Bermimpi untuk menjadi peternak besar dan sehat diwujudkan dengan kerja keras.
Banyak motivator memberikan semangat, jangan takut bermimpi besar. Ini pula yang mungkin membuat Samsudin yang mengaku minim pendidikan dan pengetahuan tentang peternakan berani meraih cita-citanya menjadi peternak ayam broiler besar di daerah Bintaro, Tangerang, Banten.
Pada 1995, Samsudin hanyalah seorang pengepul kotoran hewan (kohe) di daerah Bintaro. Dalam seminggu ia menampung 15 karung kohe yang didapatnya dari peternak ayam petelur dan broiler bernama Johny. Kohe itu dijualnya kepada petani untuk dijadikan pupuk tanaman. Harganya Rp4.000 per karung. “Dalam sebulan saya mampu meraih omzet Rp700 ribu,” tutur Sam, begitu sapaan akrabnya, kepada AGRINA.
Setahun kemudian, Samsudin dipercaya untuk mengurus ternak ayam Johny. Sambil berdagang ia pun belajar cara beternak dengan memelihara ayam-ayam tersebut. “Itung-itung cari sampingan, yang penting dapur bisa ngebul,” ujar mantan tukang ojek ini.
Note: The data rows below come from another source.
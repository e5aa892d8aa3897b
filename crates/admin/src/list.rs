//! Collection views with confirm-then-commit deletion.
//!
//! A list session fetches the full collection on open and again on every
//! filter change - no pagination, no incremental loading. Deleting is a
//! two-step: arm a pending delete, then confirm (which issues the request)
//! or cancel (which does nothing). A successful delete removes the record
//! from the in-memory list without a re-fetch; a failed one leaves the list
//! untouched and records a notice.

use std::sync::Arc;

use tracing::instrument;

use quillpress_client::{ApiError, ContentStore};
use quillpress_core::{Page, PageId, PageStatus, Post, PostId, PostStatus};

/// The post collection view.
pub struct PostList {
    store: Arc<dyn ContentStore>,
    filter: Option<PostStatus>,
    posts: Vec<Post>,
    pending_delete: Option<PostId>,
    notice: Option<String>,
}

impl PostList {
    /// Open the view with no filter, fetching the full collection.
    ///
    /// # Errors
    ///
    /// Returns the fetch error; the view is not constructed.
    pub async fn open(store: Arc<dyn ContentStore>) -> Result<Self, ApiError> {
        Self::open_filtered(store, None).await
    }

    /// Open the view with an initial filter.
    ///
    /// # Errors
    ///
    /// Returns the fetch error; the view is not constructed.
    pub async fn open_filtered(
        store: Arc<dyn ContentStore>,
        filter: Option<PostStatus>,
    ) -> Result<Self, ApiError> {
        let mut list = Self {
            store,
            filter,
            posts: Vec::new(),
            pending_delete: None,
            notice: None,
        };
        list.refresh().await?;
        Ok(list)
    }

    /// Change the status filter and re-fetch.
    ///
    /// # Errors
    ///
    /// Returns the fetch error; the previous contents stay in place.
    pub async fn set_filter(&mut self, filter: Option<PostStatus>) -> Result<(), ApiError> {
        self.filter = filter;
        self.refresh().await
    }

    /// Re-fetch the collection under the current filter.
    ///
    /// # Errors
    ///
    /// Returns the fetch error; the previous contents stay in place.
    #[instrument(skip(self), fields(filter = ?self.filter))]
    pub async fn refresh(&mut self) -> Result<(), ApiError> {
        self.posts = self.store.list_posts(self.filter).await?;
        Ok(())
    }

    /// Arm deletion of one record. Returns false when the record is not in
    /// the current list (nothing is armed).
    pub fn request_delete(&mut self, id: PostId) -> bool {
        if self.posts.iter().any(|p| p.id == id) {
            self.pending_delete = Some(id);
            true
        } else {
            false
        }
    }

    /// Disarm a pending delete.
    pub fn cancel_delete(&mut self) {
        self.pending_delete = None;
    }

    /// Commit the pending delete, if any.
    ///
    /// On success the record is removed in place, preserving the order of
    /// the rest. On failure the list is unchanged and [`Self::notice`]
    /// carries the message.
    ///
    /// # Errors
    ///
    /// Returns the delete error.
    #[instrument(skip(self))]
    pub async fn confirm_delete(&mut self) -> Result<(), ApiError> {
        let Some(id) = self.pending_delete.take() else {
            return Ok(());
        };

        match self.store.delete_post(id).await {
            Ok(()) => {
                self.posts.retain(|p| p.id != id);
                self.notice = None;
                Ok(())
            }
            Err(err) => {
                self.notice = Some(format!("Failed to delete post: {err}"));
                Err(err)
            }
        }
    }

    /// Records under the current filter, in backend order.
    #[must_use]
    pub fn posts(&self) -> &[Post] {
        &self.posts
    }

    #[must_use]
    pub const fn filter(&self) -> Option<PostStatus> {
        self.filter
    }

    /// The record armed for deletion, if any.
    #[must_use]
    pub const fn pending_delete(&self) -> Option<PostId> {
        self.pending_delete
    }

    /// The notice from the last failed delete, if any.
    #[must_use]
    pub fn notice(&self) -> Option<&str> {
        self.notice.as_deref()
    }
}

/// The page collection view.
pub struct PageList {
    store: Arc<dyn ContentStore>,
    filter: Option<PageStatus>,
    pages: Vec<Page>,
    pending_delete: Option<PageId>,
    notice: Option<String>,
}

impl PageList {
    /// Open the view with no filter, fetching the full collection.
    ///
    /// # Errors
    ///
    /// Returns the fetch error; the view is not constructed.
    pub async fn open(store: Arc<dyn ContentStore>) -> Result<Self, ApiError> {
        Self::open_filtered(store, None).await
    }

    /// Open the view with an initial filter.
    ///
    /// # Errors
    ///
    /// Returns the fetch error; the view is not constructed.
    pub async fn open_filtered(
        store: Arc<dyn ContentStore>,
        filter: Option<PageStatus>,
    ) -> Result<Self, ApiError> {
        let mut list = Self {
            store,
            filter,
            pages: Vec::new(),
            pending_delete: None,
            notice: None,
        };
        list.refresh().await?;
        Ok(list)
    }

    /// Change the status filter and re-fetch.
    ///
    /// # Errors
    ///
    /// Returns the fetch error; the previous contents stay in place.
    pub async fn set_filter(&mut self, filter: Option<PageStatus>) -> Result<(), ApiError> {
        self.filter = filter;
        self.refresh().await
    }

    /// Re-fetch the collection under the current filter.
    ///
    /// # Errors
    ///
    /// Returns the fetch error; the previous contents stay in place.
    #[instrument(skip(self), fields(filter = ?self.filter))]
    pub async fn refresh(&mut self) -> Result<(), ApiError> {
        self.pages = self.store.list_pages(self.filter).await?;
        Ok(())
    }

    /// Arm deletion of one record. Returns false when the record is not in
    /// the current list.
    pub fn request_delete(&mut self, id: PageId) -> bool {
        if self.pages.iter().any(|p| p.id == id) {
            self.pending_delete = Some(id);
            true
        } else {
            false
        }
    }

    /// Disarm a pending delete.
    pub fn cancel_delete(&mut self) {
        self.pending_delete = None;
    }

    /// Commit the pending delete, if any. Same contract as
    /// [`PostList::confirm_delete`].
    ///
    /// # Errors
    ///
    /// Returns the delete error.
    #[instrument(skip(self))]
    pub async fn confirm_delete(&mut self) -> Result<(), ApiError> {
        let Some(id) = self.pending_delete.take() else {
            return Ok(());
        };

        match self.store.delete_page(id).await {
            Ok(()) => {
                self.pages.retain(|p| p.id != id);
                self.notice = None;
                Ok(())
            }
            Err(err) => {
                self.notice = Some(format!("Failed to delete page: {err}"));
                Err(err)
            }
        }
    }

    /// Records under the current filter, in backend order.
    #[must_use]
    pub fn pages(&self) -> &[Page] {
        &self.pages
    }

    #[must_use]
    pub const fn filter(&self) -> Option<PageStatus> {
        self.filter
    }

    /// The record armed for deletion, if any.
    #[must_use]
    pub const fn pending_delete(&self) -> Option<PageId> {
        self.pending_delete
    }

    /// The notice from the last failed delete, if any.
    #[must_use]
    pub fn notice(&self) -> Option<&str> {
        self.notice.as_deref()
    }
}

#[cfg(test)]
#[allow(clippy::unwrap_used)]
mod tests {
    use crate::test_store::{StubStore, sample_post};

    use super::*;

    fn seeded_store() -> Arc<StubStore> {
        let stub = StubStore::default();
        {
            let mut posts = stub.posts.lock().unwrap();
            posts.push(sample_post(1, "first", PostStatus::Published));
            posts.push(sample_post(2, "second", PostStatus::Draft));
            posts.push(sample_post(3, "third", PostStatus::Published));
        }
        Arc::new(stub)
    }

    #[tokio::test]
    async fn test_open_fetches_full_collection() {
        let list = PostList::open(seeded_store()).await.unwrap();
        assert_eq!(list.posts().len(), 3);
    }

    #[tokio::test]
    async fn test_filter_refetches() {
        let mut list = PostList::open(seeded_store()).await.unwrap();
        list.set_filter(Some(PostStatus::Published)).await.unwrap();

        let slugs: Vec<_> = list.posts().iter().map(|p| p.slug.as_str()).collect();
        assert_eq!(slugs, vec!["first", "third"]);
    }

    #[tokio::test]
    async fn test_confirmed_delete_removes_in_place() {
        let mut list = PostList::open(seeded_store()).await.unwrap();

        assert!(list.request_delete(PostId::new(2)));
        list.confirm_delete().await.unwrap();

        let slugs: Vec<_> = list.posts().iter().map(|p| p.slug.as_str()).collect();
        assert_eq!(slugs, vec!["first", "third"]);
        assert!(list.notice().is_none());
    }

    #[tokio::test]
    async fn test_failed_delete_leaves_list_unchanged() {
        let stub = seeded_store();
        let mut list = PostList::open(Arc::clone(&stub) as Arc<dyn ContentStore>)
            .await
            .unwrap();

        stub.fail_writes(500, "database on fire");
        assert!(list.request_delete(PostId::new(2)));
        assert!(list.confirm_delete().await.is_err());

        assert_eq!(list.posts().len(), 3);
        assert_eq!(list.notice(), Some("Failed to delete post: database on fire"));
    }

    #[tokio::test]
    async fn test_cancel_disarms() {
        let mut list = PostList::open(seeded_store()).await.unwrap();

        assert!(list.request_delete(PostId::new(1)));
        list.cancel_delete();
        list.confirm_delete().await.unwrap();

        assert_eq!(list.posts().len(), 3);
    }

    #[tokio::test]
    async fn test_request_delete_unknown_id_does_not_arm() {
        let mut list = PostList::open(seeded_store()).await.unwrap();
        assert!(!list.request_delete(PostId::new(42)));
        assert!(list.pending_delete().is_none());
    }
}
Dua tahun belajar beternak, pada 1988 Samsudin membuat kandang sendiri seluas 800 m2 berkapasitas 1.000 ekor. Bekas kondektur bus ini bekerja keras mengurus peternakan ayam broilernya dibantu saudaranya. Kerja kerasnya tak sia-sia. Setahun berlalu, populasi ayamnya naik menjadi 2.000—2.500 ekor per periode. Selain itu, ia juga mampu membeli tanah sekitar 800 m2 untuk dijadikan kandang ayam.
Sayangnya, tak begitu lama berjaya, pada 2003 Samsudin “dikerjai” oleh seorang tenaga technical service (TS) dari perusahaan obat hewan. Alhasil, 3.000 ekor ayam di kandang mati mendadak karena salah pemberian obat. “Waktu itu saya percaya aja sama TS itu. Saya sampai nangis karena bangkrut,“ kenang pria yang menikah pada umur 32 tahun ini.
Saran Paranormal
Begitu bangkrut, tidak ada satu perusahaan pun yang mau membantu Samsudin sehingg ia beralih profesi menjadi petani penggarap di lahan orang tuanya. Sedikit demi sedikit uang dari hasil buruh tani ia kumpulkan. Saat menjual hasil panen di pasar Bintaro, seorang paranormal sempat memberinya saran. “Sam, lo itu cocoknya di ayam, lo itu nggak cocok jualan sayuran,” ia menirukan kata-kata si paranormal.
Sebenarnya Sam tidak terlalu percaya dengan paranormal itu, tapi ia tetap mencoba melaksanakan saran tersebut. Ia lalu membeli bibit ayam 1.000 ekor dari PT Peternakan Ayam Manggis, perusahaan pembibitan dan pakan ayam. Setiap mendapat keuntungan dari hasil penjualan ayam, ia kembali membeli 1.000 ekor.
Paranormal itu mungkin ada benarnya. Terbukti dengan beternak ayam lagi, Sam mendapat kepercayaan dari PT Peternakan Ayam Manggis. Ia tidak hanya membesarkan ayam tapi juga menjual bibit ayam 20.000 ekor per minggu, dan pakan 200 ton per bulan. Kini Sam memelihara 120 ribu ekor ayam yang tersebar di Bintaro, Depok, Pamulang, dan Gunung Sindur. Omzet juragan ayam ini pun melambung hingga Rp200 juta per bulan.
Kandang Tertutup
Kendala menghampiri Sam kembali. Kali ini lima kandangnya di kawasan Bintaro bakal tergusur oleh proyek pelebaran jalan menuju Bandara Soekarno Hatta. Karena itu, dengan alasan hemat lahan, ia berani menanamkan investasi cukup besar untuk membangun kandang tertutup (closed house system). “Jadi saya bikin kandang tingkat dengan ukuran 7 m x 36 m,” tuturnya sembari memperlihatkan kandang barunya.
Kandang itu akan dilengkapi dengan kipas penyedot udara bermerek Pericoli. Produk buatan Italia ini disuplai PT Agrinusa Jaya Sentosa. Walau harganya terbilang mahal, produk ini memang bagus. Dengan daya 1.000 watt, kipas penyedot udara ini digerakkan oleh motor yang besar, tarikan anginnya kuat, dan tidak berisik. Dengan kandang tertutup, bau amonia yang menyengat di kandang ayam bisa jauh berkurang sehingga ayam lebih sehat dan pertumbuhannya juga lebih cepat.